● TASK: Collect each line of the records containing the string "ConsoleSource".

● PROVIDED DATA:
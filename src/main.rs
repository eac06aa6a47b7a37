use clap::Parser;
use numdrill::adapters::input::ConsoleSource;
use numdrill::core::{ConfigProvider, Exercise};
use numdrill::utils::error::ErrorSeverity;
use numdrill::utils::{logger, validation::Validate};
use numdrill::{ClassifierExercise, CliConfig, DrillEngine, LocalReportSink, PerfectExercise};

#[tokio::main]
async fn main() -> Result<(), Box<dyn std::error::Error>> {
    let config = CliConfig::parse();

    // 初始化日誌
    logger::init_cli_logger(config.verbose);

    tracing::info!("Starting numdrill CLI");
    if config.verbose {
        tracing::debug!("CLI config: {:?}", config);
    }

    // 驗證配置
    if let Err(e) = config.validate() {
        tracing::error!("❌ Configuration validation failed: {}", e);
        tracing::error!("💡 Suggestion: {}", e.recovery_suggestion());
        eprintln!("❌ {}", e.user_friendly_message());
        std::process::exit(1);
    }

    match run_exercises(&config).await {
        Ok(()) => {
            tracing::info!("✅ All drills completed successfully!");
        }
        Err(e) => {
            // 記錄詳細錯誤信息
            tracing::error!(
                "❌ Drill failed: {} (Category: {:?}, Severity: {:?})",
                e,
                e.category(),
                e.severity()
            );
            tracing::error!("💡 Recovery suggestion: {}", e.recovery_suggestion());

            // 輸出用戶友好的錯誤信息
            eprintln!("❌ {}", e.user_friendly_message());
            eprintln!("💡 {}", e.recovery_suggestion());

            // 根據錯誤嚴重程度決定退出碼
            let exit_code = match e.severity() {
                ErrorSeverity::Low => 0,
                ErrorSeverity::Medium => 2,
                ErrorSeverity::High => 1,
                ErrorSeverity::Critical => 3,
            };

            if exit_code > 0 {
                std::process::exit(exit_code);
            }
        }
    }

    Ok(())
}

async fn run_exercises(config: &CliConfig) -> numdrill::Result<()> {
    for name in config.execution_order() {
        match name {
            "classify" => {
                let source = ConsoleSource::stdin(config.max_input_retries());
                let engine = DrillEngine::new(ClassifierExercise::new(source));
                run_one(engine, config).await?;
            }
            "perfect" => {
                let engine = DrillEngine::new(PerfectExercise::new(config.clone()));
                run_one(engine, config).await?;
            }
            other => {
                tracing::warn!("Unknown exercise '{}', skipping", other);
            }
        }
    }
    Ok(())
}

async fn run_one<E: Exercise>(
    mut engine: DrillEngine<E>,
    config: &CliConfig,
) -> numdrill::Result<()> {
    if let Some(path) = config.output_path() {
        let sink = LocalReportSink::new(path.to_string());
        engine.run_and_store(&sink).await?;
    } else {
        engine.run().await?;
    }
    Ok(())
}
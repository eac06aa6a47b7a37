use serde::{Deserialize, Serialize};

#[derive(Debug, Clone, Copy, PartialEq, Eq, Serialize, Deserialize)]
pub enum SumSign {
    Positive,
    Negative,
    Zero,
}

impl SumSign {
    pub fn of(sum: f64) -> Self {
        if sum > 0.0 {
            SumSign::Positive
        } else if sum < 0.0 {
            SumSign::Negative
        } else {
            SumSign::Zero
        }
    }
}

#[derive(Debug, Clone, PartialEq, Serialize, Deserialize)]
pub enum Classification {
    OnlySentinel,
    AllPositive,
    AllNegative,
    Mixed { sum: f64, sum_sign: SumSign },
}

#[derive(Debug, Clone, PartialEq, Serialize, Deserialize)]
pub struct ClassifierSummary {
    pub values_read: usize,
    pub classification: Classification,
}

#[derive(Debug, Clone, PartialEq, Serialize, Deserialize)]
pub enum ScanOutcome {
    InvalidRange { lower: u64, upper: u64 },
    Scanned { lower: u64, upper: u64, perfect: Vec<u64> },
}

#[derive(Debug, Clone, PartialEq, Serialize, Deserialize)]
pub enum ExerciseReport {
    Classifier(ClassifierSummary),
    Perfect(ScanOutcome),
}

● OUTPUT FOR THIS TASK:
use numdrill::adapters::input::ConsoleSource;
                let source = ConsoleSource::stdin(config.max_input_retries());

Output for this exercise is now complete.